$\rm{SU}(3)_F$ sum rules for CP asymmetry of $D_{(s)}$ decays

Abstract: Charge-parity (CP) asymmetries in charm decays are extremely suppressed in the Standard Model and may well be dominated by new physics contributions. The LHCb collaboration reported the results of direct CP asymmetry measurements in $D^0\to K^+ K^-$ and $D^0\to \pi^+\pi^-$ decays with unprecedented accuracy: $a_{\rm{CP}}(K^+ K^-)=(7.7\pm5.7)\times 10^{-4}$ and $a_{\rm{CP}}(\pi^+\pi^-)=(23.2\pm6.1)\times 10^{-4}$, with the latter quantity inferred from the precise measurement of $\Delta a_{\rm{CP}} =\, a_{\rm{CP}}(K^+ K^-) -a_{\rm{CP}}(\pi^+\pi^-) =\, (-15.7\pm2.9)\times 10^{-4}$. When interpreted within the Standard Model, these values indicate a breakdown of the approximate $U$-spin symmetry of QCD. If, however, this symmetry holds and the data stem from new physics, other CP asymmetries should be enhanced as well.
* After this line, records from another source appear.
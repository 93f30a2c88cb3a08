//! Pixel extraction from a rendered RGBA surface.
//!
//! The drawing surface is always rendered with grayscale stroke color, so the
//! three color channels are equal and the red channel alone carries the
//! intensity. Extraction reads that channel into a row-major grid on the
//! canonical [0, 1] scale (byte value / 255), the one scale used consistently
//! by thresholding and tensor construction downstream.

use crate::core::{PredictError, Tensor2D};

/// Number of bytes per pixel in an RGBA buffer.
const RGBA_CHANNELS: usize = 4;

/// Reads an RGBA pixel buffer back into an intensity grid.
///
/// # Arguments
///
/// * `buffer` - Raw RGBA pixel data, row-major, 4 bytes per pixel.
/// * `width` - Surface width in pixels.
/// * `height` - Surface height in pixels.
///
/// # Returns
///
/// * `Ok(Tensor2D)` - A `height` × `width` grid of red-channel intensities
///   normalized to [0, 1].
/// * `Err(PredictError)` - If the buffer length does not match the dimensions.
pub fn extract_intensity(
    buffer: &[u8],
    width: usize,
    height: usize,
) -> Result<Tensor2D, PredictError> {
    let expected = width * height * RGBA_CHANNELS;
    if buffer.len() != expected {
        return Err(PredictError::validation(
            "extract_intensity",
            "buffer length",
            &format!("{} bytes ({}x{} RGBA)", expected, width, height),
            &buffer.len().to_string(),
        ));
    }

    let mut grid = Tensor2D::zeros((height, width));
    for row in 0..height {
        for col in 0..width {
            let index = (row * width + col) * RGBA_CHANNELS;
            grid[[row, col]] = buffer[index] as f32 / 255.0;
        }
    }
    Ok(grid)
}

#[cfg(test)]
mod tests {
    use super::*;

    fn rgba_pixel(value: u8) -> [u8; 4] {
        [value, value, value, 255]
    }

    #[test]
    fn test_extract_reads_red_channel() {
        let mut buffer = Vec::new();
        buffer.extend_from_slice(&rgba_pixel(255));
        buffer.extend_from_slice(&rgba_pixel(0));
        buffer.extend_from_slice(&rgba_pixel(51));
        buffer.extend_from_slice(&rgba_pixel(255));

        let grid = extract_intensity(&buffer, 2, 2).unwrap();
        assert_eq!(grid[[0, 0]], 1.0);
        assert_eq!(grid[[0, 1]], 0.0);
        assert!((grid[[1, 0]] - 0.2).abs() < 1e-6);
        assert_eq!(grid[[1, 1]], 1.0);
    }

    #[test]
    fn test_extract_ignores_other_channels() {
        // Red carries intensity even when green/blue disagree.
        let buffer = [10u8, 200, 200, 255];
        let grid = extract_intensity(&buffer, 1, 1).unwrap();
        assert!((grid[[0, 0]] - 10.0 / 255.0).abs() < 1e-6);
    }

    #[test]
    fn test_extract_rejects_short_buffer() {
        let buffer = [0u8; 7];
        let result = extract_intensity(&buffer, 2, 1);
        assert!(matches!(result, Err(PredictError::InvalidInput { .. })));
    }
}
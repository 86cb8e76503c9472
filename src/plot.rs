//! Rendering of sample grids and metric-curve comparisons.

use std::path::Path;

use image::GrayImage;
use ndarray::{ArrayView3, Axis};
use plotters::prelude::*;

use crate::error::{Error, Result};
use crate::history::RunHistory;

/// Render consecutive samples from several datasets as one grayscale grid.
///
/// Each dataset is an (n, h, w) stack of planes; the grid shows one row per
/// dataset and `count` columns starting at sample `start`, so reconstructions
/// can be compared against their references side by side. Every plane is
/// min/max-stretched to the full 8-bit range independently.
///
/// # Errors
///
/// Returns [`Error::InvalidParameter`] for an empty dataset list, a zero
/// `count`, or a `start`/`count` window that runs past a dataset,
/// [`Error::ShapeMismatch`] when the plane dimensions differ between
/// datasets, and [`Error::ImageSave`] when the file cannot be written.
#[allow(clippy::cast_possible_truncation, clippy::cast_sign_loss)]
pub fn plot_samples(
    datasets: &[ArrayView3<'_, f32>],
    start: usize,
    count: usize,
    path: &Path,
) -> Result<()> {
    let Some(first) = datasets.first() else {
        return Err(Error::InvalidParameter {
            name: "datasets".to_string(),
            reason: "must not be empty".to_string(),
        });
    };
    if count == 0 {
        return Err(Error::InvalidParameter {
            name: "count".to_string(),
            reason: "must be non-zero".to_string(),
        });
    }

    let (_, height, width) = first.dim();
    for data in datasets {
        let (samples, h, w) = data.dim();
        if (h, w) != (height, width) {
            return Err(Error::ShapeMismatch {
                expected: format!("{height}x{width} planes"),
                actual: format!("{h}x{w} planes"),
            });
        }
        if start + count > samples {
            return Err(Error::InvalidParameter {
                name: "start".to_string(),
                reason: format!(
                    "samples {start}..{} requested from a dataset of {samples}",
                    start + count
                ),
            });
        }
    }

    let mut grid = GrayImage::new((count * width) as u32, (datasets.len() * height) as u32);

    for (row, data) in datasets.iter().enumerate() {
        for col in 0..count {
            let plane = data.index_axis(Axis(0), start + col);

            let min = plane.iter().fold(f32::INFINITY, |acc, v| acc.min(*v));
            let max = plane.iter().fold(f32::NEG_INFINITY, |acc, v| acc.max(*v));
            let range = max - min;
            let stretch = if range > 0.0 { 255.0 / range } else { 0.0 };

            for ((y, x), &v) in plane.indexed_iter() {
                let value = ((v - min) * stretch).clamp(0.0, 255.0) as u8;
                grid.put_pixel(
                    (col * width + x) as u32,
                    (row * height + y) as u32,
                    image::Luma([value]),
                );
            }
        }
    }

    grid.save(path).map_err(|source| Error::ImageSave {
        path: path.to_path_buf(),
        source,
    })?;

    tracing::info!("Saved sample grid to {}", path.display());
    Ok(())
}

/// Render metric curves of the selected runs as one line chart.
///
/// Draws one series per (model, metric) pair, labelled "model (metric)",
/// with epochs on the x axis. An empty `models` slice selects every model in
/// the history; model or metric names with no recorded series are skipped.
///
/// # Errors
///
/// Returns [`Error::InvalidParameter`] when the selection yields no series
/// at all and [`Error::Render`] when the chart cannot be drawn.
#[allow(clippy::cast_precision_loss)]
pub fn plot_metrics(
    history: &RunHistory,
    models: &[&str],
    metrics: &[&str],
    path: &Path,
) -> Result<()> {
    let selected: Vec<&str> = if models.is_empty() {
        history.models().collect()
    } else {
        models.to_vec()
    };

    let mut series: Vec<(String, &[f64])> = Vec::new();
    for model in &selected {
        for metric in metrics {
            if let Some(values) = history.series(model, metric) {
                series.push((format!("{model} ({metric})"), values));
            }
        }
    }

    if series.is_empty() {
        return Err(Error::InvalidParameter {
            name: "models/metrics".to_string(),
            reason: "selection matches no recorded series".to_string(),
        });
    }

    let mut y_min = f64::INFINITY;
    let mut y_max = f64::NEG_INFINITY;
    for (_, values) in &series {
        for &v in *values {
            if v.is_finite() {
                y_min = y_min.min(v);
                y_max = y_max.max(v);
            }
        }
    }
    if !y_min.is_finite() || !y_max.is_finite() {
        return Err(Error::InvalidParameter {
            name: "metrics".to_string(),
            reason: "selected series hold no finite values".to_string(),
        });
    }
    if y_min == y_max {
        y_min -= 0.5;
        y_max += 0.5;
    }
    let pad = (y_max - y_min) * 0.05;

    let epochs = series.iter().map(|(_, v)| v.len()).max().unwrap_or(1);
    let x_upper = epochs.saturating_sub(1).max(1) as f64;

    let render_err =
        |message: String| Error::Render {
            path: path.to_path_buf(),
            message,
        };

    let root = BitMapBackend::new(path, (960, 540)).into_drawing_area();
    root.fill(&WHITE).map_err(|e| render_err(e.to_string()))?;

    {
        let mut chart = ChartBuilder::on(&root)
            .margin(10)
            .set_label_area_size(LabelAreaPosition::Left, 60)
            .set_label_area_size(LabelAreaPosition::Bottom, 40)
            .build_cartesian_2d(0.0..x_upper, (y_min - pad)..(y_max + pad))
            .map_err(|e| render_err(e.to_string()))?;

        chart
            .configure_mesh()
            .x_desc("Epochs")
            .y_desc(metrics.join(" / "))
            .draw()
            .map_err(|e| render_err(e.to_string()))?;

        for (idx, (label, values)) in series.iter().enumerate() {
            let color = Palette99::pick(idx).to_rgba();
            chart
                .draw_series(LineSeries::new(
                    values.iter().enumerate().map(|(epoch, &v)| (epoch as f64, v)),
                    color.stroke_width(3),
                ))
                .map_err(|e| render_err(e.to_string()))?
                .label(label.clone())
                .legend(move |(x, y)| {
                    PathElement::new(vec![(x, y), (x + 18, y)], color.stroke_width(3))
                });
        }

        chart
            .configure_series_labels()
            .background_style(WHITE.mix(0.8))
            .border_style(BLACK)
            .draw()
            .map_err(|e| render_err(e.to_string()))?;
    }

    root.present().map_err(|e| render_err(e.to_string()))?;

    tracing::info!("Saved metric chart to {}", path.display());
    Ok(())
}

#[cfg(test)]
mod tests {
    use super::*;
    use crate::history::RunRecord;
    use ndarray::Array3;

    #[test]
    fn test_sample_grid_is_written() {
        let clean = Array3::from_shape_fn((3, 8, 8), |(i, y, x)| (i + y + x) as f32);
        let noisy = &clean + 0.5;
        let path = std::env::temp_dir().join("patchlab_test_sample_grid.png");

        plot_samples(&[clean.view(), noisy.view()], 0, 3, &path).unwrap();

        let meta = std::fs::metadata(&path).unwrap();
        assert!(meta.len() > 0);
        std::fs::remove_file(&path).ok();
    }

    #[test]
    fn test_sample_window_must_fit_the_dataset() {
        let data = Array3::<f32>::zeros((2, 4, 4));
        let path = std::env::temp_dir().join("patchlab_test_unwritten.png");

        let err = plot_samples(&[data.view()], 1, 2, &path).unwrap_err();
        assert!(matches!(err, Error::InvalidParameter { .. }));
    }

    #[test]
    fn test_sample_planes_must_agree() {
        let a = Array3::<f32>::zeros((2, 4, 4));
        let b = Array3::<f32>::zeros((2, 4, 6));
        let path = std::env::temp_dir().join("patchlab_test_unwritten.png");

        let err = plot_samples(&[a.view(), b.view()], 0, 1, &path).unwrap_err();
        assert!(matches!(err, Error::ShapeMismatch { .. }));
    }

    #[test]
    fn test_empty_selection_is_rejected() {
        let mut history = RunHistory::new();
        let mut run = RunRecord::new("baseline");
        run.push("loss", 1.0);
        history.store(run);
        let path = std::env::temp_dir().join("patchlab_test_unwritten.png");

        let err = plot_metrics(&history, &[], &["psnr"], &path).unwrap_err();
        assert!(matches!(err, Error::InvalidParameter { .. }));
    }
}
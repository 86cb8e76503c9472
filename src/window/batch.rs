//! Batch wrappers applying the window transforms image by image.

use ndarray::{s, Array3, ArrayView3, ArrayView4, Axis};

use crate::error::{Error, Result};

use super::{img_to_windows, windows_to_img, WindowBatch};

/// Window side length used by the autoencoder experiments.
pub const DEFAULT_WINDOW: usize = 32;

/// Split every image of a single-channel batch into square windows.
///
/// Input is (n, height, width, 1); output is (n, windows_per_image,
/// `window`, `window`) with each image's windows in the row-major grid order
/// of [`img_to_windows`].
///
/// # Errors
///
/// Returns [`Error::ShapeMismatch`] for a channel count other than 1, plus
/// any error of [`img_to_windows`] for the per-image split.
pub fn split_batch(batch: ArrayView4<'_, f32>, window: usize) -> Result<WindowBatch> {
    let (images, height, width, channels) = batch.dim();

    if channels != 1 {
        return Err(Error::ShapeMismatch {
            expected: "single-channel (n, h, w, 1) batch".to_string(),
            actual: format!("{channels} channels"),
        });
    }
    if window == 0 {
        return Err(Error::InvalidParameter {
            name: "window".to_string(),
            reason: "must be non-zero".to_string(),
        });
    }

    let per_image = (height / window) * (width / window);
    let mut windows = WindowBatch::zeros((images, per_image, window, window));

    for i in 0..images {
        let sequence = img_to_windows(batch.slice(s![i, .., .., 0]), window, window)?;
        windows.index_axis_mut(Axis(0), i).assign(&sequence);
    }

    Ok(windows)
}

/// Reassemble predicted windows into full square images.
///
/// Input is a flat (n * `windows_per_image`, `window`, `window`) stack, as
/// produced by running a model over the output of [`split_batch`]; output is
/// (n, `output_size`, `output_size`).
///
/// # Errors
///
/// Returns [`Error::ShapeMismatch`] when the window dimensions differ from
/// `window` or the stack is not a whole number of images, plus any error of
/// [`windows_to_img`] for the per-image merge.
pub fn merge_batch(
    windows: ArrayView3<'_, f32>,
    output_size: usize,
    windows_per_image: usize,
    window: usize,
) -> Result<Array3<f32>> {
    let (total, tile_h, tile_w) = windows.dim();

    if windows_per_image == 0 {
        return Err(Error::InvalidParameter {
            name: "windows_per_image".to_string(),
            reason: "must be non-zero".to_string(),
        });
    }
    if tile_h != window || tile_w != window {
        return Err(Error::ShapeMismatch {
            expected: format!("{window}x{window} windows"),
            actual: format!("{tile_h}x{tile_w} windows"),
        });
    }
    if total % windows_per_image != 0 {
        return Err(Error::ShapeMismatch {
            expected: format!("a multiple of {windows_per_image} windows"),
            actual: format!("{total} windows"),
        });
    }

    let images = total / windows_per_image;
    let mut merged = Array3::zeros((images, output_size, output_size));

    for i in 0..images {
        let group = windows.slice(s![
            i * windows_per_image..(i + 1) * windows_per_image,
            ..,
            ..
        ]);
        let image = windows_to_img(group, output_size, output_size)?;
        merged.index_axis_mut(Axis(0), i).assign(&image);
    }

    Ok(merged)
}

#[cfg(test)]
mod tests {
    use super::*;
    use ndarray::Array4;

    fn ramp_batch(images: usize, side: usize) -> Array4<f32> {
        Array4::from_shape_fn((images, side, side, 1), |(i, y, x, _)| {
            (i * side * side + y * side + x) as f32
        })
    }

    #[test]
    fn test_split_honors_the_window_parameter() {
        let batch = ramp_batch(2, 8);

        let windows = split_batch(batch.view(), 4).unwrap();

        assert_eq!(windows.dim(), (2, 4, 4, 4));
        // First window of the second image starts at that image's origin.
        assert_eq!(windows[[1, 0, 0, 0]], 64.0);
    }

    #[test]
    fn test_split_rejects_multi_channel_batches() {
        let batch = Array4::<f32>::zeros((1, 4, 4, 3));

        let err = split_batch(batch.view(), 2).unwrap_err();
        assert!(matches!(err, Error::ShapeMismatch { .. }));
    }

    #[test]
    fn test_split_then_merge_round_trips() {
        let batch = ramp_batch(3, 8);

        let windows = split_batch(batch.view(), 2).unwrap();
        let (images, per_image, _, _) = windows.dim();
        let flat = windows
            .into_shape_with_order((images * per_image, 2, 2))
            .unwrap();

        let merged = merge_batch(flat.view(), 8, per_image, 2).unwrap();

        assert_eq!(merged.dim(), (3, 8, 8));
        assert_eq!(merged.index_axis(Axis(0), 2), batch.slice(s![2, .., .., 0]));
    }

    #[test]
    fn test_merge_rejects_partial_images() {
        let windows = Array3::<f32>::zeros((5, 2, 2));

        let err = merge_batch(windows.view(), 4, 4, 2).unwrap_err();
        assert!(matches!(err, Error::ShapeMismatch { .. }));
    }

    #[test]
    fn test_merge_rejects_foreign_window_size() {
        let windows = Array3::<f32>::zeros((4, 2, 2));

        let err = merge_batch(windows.view(), 4, 4, 3).unwrap_err();
        assert!(matches!(err, Error::ShapeMismatch { .. }));
    }
}
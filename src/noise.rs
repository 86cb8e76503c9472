//! Synthetic Gaussian noise injection for denoising experiments.

use ndarray::{Array, Dimension};
use rand::rngs::StdRng;
use rand::SeedableRng;
use rand_distr::{Distribution, Normal};

/// Corrupt normalized data with scaled Gaussian noise.
///
/// Draws an i.i.d. N(0, 1) field of the input's shape, scales it by
/// `noise_level`, and returns `(clip(data + noise, 0, 1), noise)`. The raw
/// noise field is handed back alongside the clipped sum so a model can be
/// trained to predict the noise itself.
///
/// Pass `Some(seed)` for reproducible corruption, `None` for OS entropy.
#[must_use]
pub fn add_noise<D>(
    data: &Array<f32, D>,
    noise_level: f32,
    seed: Option<u64>,
) -> (Array<f32, D>, Array<f32, D>)
where
    D: Dimension,
{
    let mut rng = seed.map_or_else(StdRng::from_os_rng, StdRng::seed_from_u64);
    let normal = Normal::new(0.0_f32, 1.0).expect("valid distribution");

    let noise = data.mapv(|_| noise_level * normal.sample(&mut rng));
    let noisy = (data + &noise).mapv(|v| v.clamp(0.0, 1.0));

    (noisy, noise)
}

#[cfg(test)]
mod tests {
    use super::*;
    use ndarray::Array2;

    #[test]
    fn test_output_stays_in_unit_range() {
        let data = Array2::from_elem((16, 16), 0.5_f32);

        let (noisy, _) = add_noise(&data, 2.0, Some(7));

        assert!(noisy.iter().all(|v| (0.0..=1.0).contains(v)));
    }

    #[test]
    fn test_seeded_runs_are_reproducible() {
        let data = Array2::from_elem((8, 8), 0.5_f32);

        let (first, first_noise) = add_noise(&data, 0.3, Some(42));
        let (second, second_noise) = add_noise(&data, 0.3, Some(42));

        assert_eq!(first, second);
        assert_eq!(first_noise, second_noise);
    }

    #[test]
    fn test_zero_level_is_identity() {
        let data = Array2::from_shape_fn((4, 4), |(y, x)| (y + x) as f32 / 8.0);

        let (noisy, noise) = add_noise(&data, 0.0, Some(1));

        assert_eq!(noisy, data);
        assert!(noise.iter().all(|&v| v == 0.0));
    }
}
We derive CP asymmetry sum rules based on $\rm{SU}(3)$ flavor symmetry for $D$ meson decays into a pair of pseudoscalar mesons as well as a pair of a pseudoscalar and a vector meson for two generic scenarios, with $\Delta U=0$ and $|\Delta U|=1$ interactions, respectively. The correlations implied by the sum rules can be used to check the consistency between different measurements and to discriminate between these scenarios with future data. For instance, we find $a_{\mathrm{CP}}(\pi^{+}K^{* 0}) + a_{\mathrm{CP}}(K^{+}\overline{K}^{* 0}) = 0$ for $\Delta U=0$ new physics and the opposite relative sign for the $|\Delta U|=1$ case. One sum rule, connecting four decay modes, holds in both scenarios. We further extend our sum rules to certain differences of CP asymmetries from which the $D$ production asymmetries drop out.